Band-pass filters target a specific frequency range rather than everything above or below a single cutoff, making them useful for isolating or emphasizing selected spectral content.

• Defined by a lower and an upper cutoff frequency
• Frequencies outside this band are attenuated
• Commonly used to isolate or remove specific frequency components

Applications of band-pass filtering

Band-pass filters isolate a defined frequency range.

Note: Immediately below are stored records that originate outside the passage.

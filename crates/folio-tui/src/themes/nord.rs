//! Nord theme
//! https://www.nordtheme.com/

use ratatui::style::Color;
use crate::theme::Theme;

/// Nord default theme
pub fn default() -> Theme {
    Theme {
        // Polar Night
        bg0: Color::Rgb(0x2e, 0x34, 0x40), // nord0
        bg1: Color::Rgb(0x3b, 0x42, 0x52), // nord1
        bg2: Color::Rgb(0x43, 0x4c, 0x5e), // nord2
        // Snow Storm
        fg0: Color::Rgb(0xec, 0xef, 0xf4), // nord6
        fg1: Color::Rgb(0xe5, 0xe9, 0xf0), // nord5
        // Frost
        aqua: Color::Rgb(0x8f, 0xbc, 0xbb),   // nord7
        blue: Color::Rgb(0x88, 0xc0, 0xd0),   // nord8
        purple: Color::Rgb(0x81, 0xa1, 0xc1), // nord9
        // Aurora
        red: Color::Rgb(0xbf, 0x61, 0x6a),    // nord11
        orange: Color::Rgb(0xd0, 0x87, 0x70), // nord12
        yellow: Color::Rgb(0xeb, 0xcb, 0x8b), // nord13
        green: Color::Rgb(0xa3, 0xbe, 0x8c),  // nord14
        accent: Color::Rgb(0x8f, 0xbc, 0xbb),
        indicator: Color::Rgb(0x88, 0xc0, 0xd0),
        muted: Color::Rgb(0x5e, 0x68, 0x7a),
        error: Color::Rgb(0xbf, 0x61, 0x6a),
        success: Color::Rgb(0xa3, 0xbe, 0x8c),
        info: Color::Rgb(0x88, 0xc0, 0xd0),
    }
}
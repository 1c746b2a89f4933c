use std::fs::OpenOptions;
use std::sync::{Arc, Mutex};

use anyhow::Result;
use clap::{Parser, Subcommand};
use tracing_subscriber::{fmt, layer::SubscriberExt, util::SubscriberInitExt, EnvFilter};

use folio_core::AppConfig;

mod commands;

#[derive(Parser)]
#[command(name = "folio")]
#[command(author, version, about = "A terminal profile screen with synchronized tabs")]
struct Cli {
    #[command(subcommand)]
    command: Option<Commands>,
}

#[derive(Subcommand)]
enum Commands {
    /// Start the TUI
    Run,
    /// Print the generated items of a category
    Items {
        /// Category key (e.g. grid, reels, tagged)
        #[arg(short, long)]
        category: String,
        /// Output JSON instead of lines
        #[arg(long)]
        json: bool,
    },
    /// Show the config path and the effective configuration
    Config {
        /// Write the default config file if none exists
        #[arg(long)]
        init: bool,
    },
}

/// Log to stderr, or to a file while the TUI owns the terminal
fn init_logging(config: &AppConfig, to_file: bool) -> Result<()> {
    let filter = EnvFilter::try_from_default_env()
        .unwrap_or_else(|_| EnvFilter::new(&config.general.log_level));

    if to_file {
        let path = config.log_path();
        if let Some(parent) = path.parent() {
            std::fs::create_dir_all(parent)?;
        }
        let file = OpenOptions::new().create(true).append(true).open(&path)?;
        tracing_subscriber::registry()
            .with(filter)
            .with(
                fmt::layer()
                    .with_target(false)
                    .with_ansi(false)
                    .with_writer(Mutex::new(file)),
            )
            .init();
    } else {
        tracing_subscriber::registry()
            .with(filter)
            .with(fmt::layer().with_target(false).with_writer(std::io::stderr))
            .init();
    }

    Ok(())
}

#[tokio::main]
async fn main() -> Result<()> {
    let cli = Cli::parse();

    // Load configuration
    let config = Arc::new(AppConfig::load()?);

    let tui = matches!(cli.command, None | Some(Commands::Run));
    init_logging(&config, tui)?;

    // Handle commands
    match cli.command {
        Some(Commands::Run) | None => commands::run::run(config).await,
        Some(Commands::Items { category, json }) => {
            commands::items::run(&config, &category, json)
        }
        Some(Commands::Config { init }) => commands::config::run(&config, init),
    }
}
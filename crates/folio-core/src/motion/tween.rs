use std::time::{Duration, Instant};

use super::easing::EasingType;
use super::timing::{is_complete, lerp, progress};

/// A single eased interpolation between two values
#[derive(Debug, Clone, Copy)]
pub struct Tween {
    start: Instant,
    from: f64,
    to: f64,
    duration: Duration,
    easing: EasingType,
}

impl Tween {
    pub fn new(start: Instant, from: f64, to: f64, duration: Duration, easing: EasingType) -> Self {
        Self {
            start,
            from,
            to,
            duration,
            easing,
        }
    }

    pub fn from(&self) -> f64 {
        self.from
    }

    pub fn target(&self) -> f64 {
        self.to
    }

    /// Interpolated value at `now`
    pub fn value_at(&self, now: Instant) -> f64 {
        if self.is_complete_at(now) {
            return self.to;
        }
        let t = self.easing.apply(progress(self.start, now, self.duration));
        lerp(self.from, self.to, t)
    }

    pub fn is_complete_at(&self, now: Instant) -> bool {
        is_complete(self.start, now, self.duration)
    }
}
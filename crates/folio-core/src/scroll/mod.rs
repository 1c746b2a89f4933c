pub mod animation;
pub mod refresh;
pub mod scroller;
pub mod sticky;

pub use animation::ScrollAnimator;
pub use refresh::{FixedDelayRefresher, RefreshCallback, RefreshState, Refresher};
pub use scroller::{RefreshFuture, StickyRefreshScroller};
pub use sticky::{Placement, Section, SectionKind, ViewTree};
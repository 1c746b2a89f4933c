use ratatui::{buffer::Buffer, layout::Rect, style::Style};

use crate::app::App;

use super::content_grid::ContentGridWidget;
use super::scroll_view::blit;

/// Horizontally paged content. While a swipe is in flight both
/// neighbouring panes are drawn side by side.
pub struct PagerWidget;

impl PagerWidget {
    pub fn render(area: Rect, clip_top: u16, buf: &mut Buffer, app: &App) {
        if area.is_empty() {
            return;
        }
        let pager = app.sync.pager();
        let position = pager.position();

        for (index, _) in pager.visible_pages() {
            let (Some(items), Some(category)) = (app.pane(index), app.catalog.get(index)) else {
                continue;
            };
            let left = ((index as f64 - position) * area.width as f64).round() as i32;

            if left == 0 {
                ContentGridWidget::render(items, &category.layout, area, clip_top, buf, &app.theme);
                continue;
            }

            let mut scratch = Buffer::empty(Rect::new(0, 0, area.width, area.height));
            scratch.set_style(scratch.area, Style::default().bg(app.theme.bg0).fg(app.theme.fg0));
            ContentGridWidget::render(items, &category.layout, scratch.area, clip_top, &mut scratch, &app.theme);
            blit(&scratch, buf, (area.x as i32 + left, area.y as i32), area);
        }
    }
}

#[cfg(test)]
mod tests {
    use super::*;
    use std::sync::Arc;

    use folio_core::AppConfig;
    use crate::image::PlaceholderImage;
    use crate::theme::Theme;

    #[test]
    fn test_drag_shows_both_panes() {
        let mut app = App::new(Arc::new(AppConfig::default()), Theme::default()).unwrap();
        app.measure(Rect::new(0, 0, 60, 30));
        app.begin_drag(40);
        app.drag_to(10);

        let mut buf = Buffer::empty(Rect::new(0, 0, 60, 8));
        PagerWidget::render(buf.area, 0, &mut buf, &app);

        // Half a page dragged: pane 0's first cell scrolled off, pane 1's
        // first cell starts mid-screen
        let first = app.pane(0).unwrap();
        let second = app.pane(1).unwrap();
        assert_eq!(
            buf[(0, 0)].bg,
            PlaceholderImage::color_for(&first[1].source_ref, &app.theme)
        );
        assert_eq!(
            buf[(30, 0)].bg,
            PlaceholderImage::color_for(&second[0].source_ref, &app.theme)
        );
    }
}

• Creating “telephone” or “radio” voice effects (narrow band-pass ≈ 300 Hz–3 kHz)
• Formant filtering in vocoders
• Wah-wah effects using a swept band-pass filter

Band-stop

A band-stop filter is the opposite of a band-pass filter:

• Frequencies within a specified range (the filter band) around the center frequency are suppressed, while frequencies outside this range are allowed to pass.

Notch filter

A notch filter is an extremely narrow banded type of band-stop filter, designed to attenuate a very specific frequency or a small range of frequencies while leaving other frequencies unaffected.

• Commonly used to eliminate unwanted sounds such as power line hum (e.g., 50 Hz or 60 Hz) or unwanted resonances (e.g., feedback).

Notch filters

Notch filters remove a very narrow frequency band while leaving the rest of the spectrum largely unaffected.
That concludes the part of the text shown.